Records supplied:
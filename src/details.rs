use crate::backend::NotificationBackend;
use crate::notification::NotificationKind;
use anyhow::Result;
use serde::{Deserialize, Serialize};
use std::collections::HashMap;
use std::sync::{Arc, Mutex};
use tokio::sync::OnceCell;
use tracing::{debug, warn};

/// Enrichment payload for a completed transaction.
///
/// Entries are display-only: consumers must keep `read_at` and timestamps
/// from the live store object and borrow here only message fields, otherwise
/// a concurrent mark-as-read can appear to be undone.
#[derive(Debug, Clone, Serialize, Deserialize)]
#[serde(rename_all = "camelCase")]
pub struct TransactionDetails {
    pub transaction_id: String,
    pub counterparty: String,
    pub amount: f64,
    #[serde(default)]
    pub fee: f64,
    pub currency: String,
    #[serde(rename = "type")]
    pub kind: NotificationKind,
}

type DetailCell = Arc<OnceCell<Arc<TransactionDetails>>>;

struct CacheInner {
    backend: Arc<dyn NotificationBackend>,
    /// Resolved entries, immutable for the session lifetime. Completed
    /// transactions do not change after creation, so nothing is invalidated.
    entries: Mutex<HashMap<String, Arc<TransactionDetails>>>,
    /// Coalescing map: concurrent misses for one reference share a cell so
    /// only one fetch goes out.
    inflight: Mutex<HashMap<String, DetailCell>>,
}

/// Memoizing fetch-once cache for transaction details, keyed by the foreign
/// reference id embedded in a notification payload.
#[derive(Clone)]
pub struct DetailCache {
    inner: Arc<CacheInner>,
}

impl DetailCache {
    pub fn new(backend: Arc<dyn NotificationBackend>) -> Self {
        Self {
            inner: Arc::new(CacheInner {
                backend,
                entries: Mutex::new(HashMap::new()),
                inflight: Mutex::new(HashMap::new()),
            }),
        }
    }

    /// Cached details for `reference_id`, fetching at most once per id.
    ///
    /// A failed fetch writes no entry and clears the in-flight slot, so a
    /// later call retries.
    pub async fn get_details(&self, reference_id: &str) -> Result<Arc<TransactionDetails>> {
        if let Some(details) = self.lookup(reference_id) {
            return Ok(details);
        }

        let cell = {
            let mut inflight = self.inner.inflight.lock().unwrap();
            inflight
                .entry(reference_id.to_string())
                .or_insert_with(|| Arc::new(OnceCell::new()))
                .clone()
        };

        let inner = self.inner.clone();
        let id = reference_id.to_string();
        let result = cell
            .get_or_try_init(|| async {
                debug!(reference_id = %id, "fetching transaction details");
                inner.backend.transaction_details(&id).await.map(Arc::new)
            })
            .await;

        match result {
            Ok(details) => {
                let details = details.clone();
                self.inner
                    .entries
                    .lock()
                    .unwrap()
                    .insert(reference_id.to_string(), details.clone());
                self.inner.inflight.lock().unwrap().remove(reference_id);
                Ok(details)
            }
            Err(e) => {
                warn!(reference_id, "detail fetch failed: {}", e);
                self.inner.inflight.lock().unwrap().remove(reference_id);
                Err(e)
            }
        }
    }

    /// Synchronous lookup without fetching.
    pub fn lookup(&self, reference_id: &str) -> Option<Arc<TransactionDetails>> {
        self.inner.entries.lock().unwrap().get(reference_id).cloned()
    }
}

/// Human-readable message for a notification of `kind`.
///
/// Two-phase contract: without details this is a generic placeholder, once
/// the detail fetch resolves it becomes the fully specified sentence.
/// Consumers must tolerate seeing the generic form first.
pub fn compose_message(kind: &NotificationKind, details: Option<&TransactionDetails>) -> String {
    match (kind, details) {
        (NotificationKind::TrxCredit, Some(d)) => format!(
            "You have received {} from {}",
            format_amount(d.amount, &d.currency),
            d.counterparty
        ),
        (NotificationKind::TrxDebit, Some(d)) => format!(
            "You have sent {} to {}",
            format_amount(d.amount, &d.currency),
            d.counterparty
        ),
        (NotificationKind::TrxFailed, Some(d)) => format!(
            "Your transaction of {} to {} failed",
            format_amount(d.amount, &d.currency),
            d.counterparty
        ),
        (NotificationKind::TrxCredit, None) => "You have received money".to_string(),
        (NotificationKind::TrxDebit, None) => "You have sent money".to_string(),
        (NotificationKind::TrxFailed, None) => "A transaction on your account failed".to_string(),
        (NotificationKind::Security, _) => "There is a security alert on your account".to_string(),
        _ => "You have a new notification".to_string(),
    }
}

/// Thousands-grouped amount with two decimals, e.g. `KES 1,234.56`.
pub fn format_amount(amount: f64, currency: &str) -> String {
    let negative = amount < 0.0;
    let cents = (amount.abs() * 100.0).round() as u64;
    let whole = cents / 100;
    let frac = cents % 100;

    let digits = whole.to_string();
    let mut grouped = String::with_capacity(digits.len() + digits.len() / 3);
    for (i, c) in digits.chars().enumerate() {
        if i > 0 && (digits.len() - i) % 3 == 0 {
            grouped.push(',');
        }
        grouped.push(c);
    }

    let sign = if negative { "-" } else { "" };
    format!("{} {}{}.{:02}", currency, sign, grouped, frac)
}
---
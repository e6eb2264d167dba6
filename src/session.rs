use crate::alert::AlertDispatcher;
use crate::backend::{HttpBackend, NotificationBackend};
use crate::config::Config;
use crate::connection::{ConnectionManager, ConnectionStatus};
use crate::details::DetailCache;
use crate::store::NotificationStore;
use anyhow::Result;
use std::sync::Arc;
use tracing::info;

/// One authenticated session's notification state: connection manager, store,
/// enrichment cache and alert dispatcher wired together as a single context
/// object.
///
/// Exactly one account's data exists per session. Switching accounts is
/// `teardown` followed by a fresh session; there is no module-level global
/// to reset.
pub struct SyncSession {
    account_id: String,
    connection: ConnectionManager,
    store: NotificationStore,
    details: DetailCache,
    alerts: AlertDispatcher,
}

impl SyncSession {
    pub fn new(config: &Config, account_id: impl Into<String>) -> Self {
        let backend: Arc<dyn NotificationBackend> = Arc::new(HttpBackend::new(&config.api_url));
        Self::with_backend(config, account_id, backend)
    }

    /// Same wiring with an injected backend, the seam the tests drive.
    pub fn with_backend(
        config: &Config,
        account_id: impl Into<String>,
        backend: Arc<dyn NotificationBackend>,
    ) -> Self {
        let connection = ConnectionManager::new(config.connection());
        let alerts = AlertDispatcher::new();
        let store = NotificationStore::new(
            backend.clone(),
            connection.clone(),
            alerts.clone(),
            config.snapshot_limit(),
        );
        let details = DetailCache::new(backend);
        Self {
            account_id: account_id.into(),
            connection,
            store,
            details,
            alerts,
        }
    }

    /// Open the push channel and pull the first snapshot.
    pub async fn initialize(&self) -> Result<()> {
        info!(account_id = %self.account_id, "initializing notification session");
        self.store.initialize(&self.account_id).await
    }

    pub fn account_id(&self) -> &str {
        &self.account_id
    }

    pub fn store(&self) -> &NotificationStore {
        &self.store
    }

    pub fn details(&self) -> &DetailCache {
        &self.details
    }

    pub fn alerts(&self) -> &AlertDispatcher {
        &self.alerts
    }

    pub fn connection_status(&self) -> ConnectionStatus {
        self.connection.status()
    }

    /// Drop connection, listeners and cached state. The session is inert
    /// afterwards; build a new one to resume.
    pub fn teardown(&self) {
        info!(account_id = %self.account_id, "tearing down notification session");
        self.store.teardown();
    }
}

What you are asked to do: Your answer should consist only of the lines above between the line holding "return Ok(details);" and the line holding "let inner = self.inner.clone();", inclusive, each transcribed exactly.

Expected answer:
            return Ok(details);
        }

        let cell = {
            let mut inflight = self.inner.inflight.lock().unwrap();
            inflight
                .entry(reference_id.to_string())
                .or_insert_with(|| Arc::new(OnceCell::new()))
                .clone()
        };

        let inner = self.inner.clone();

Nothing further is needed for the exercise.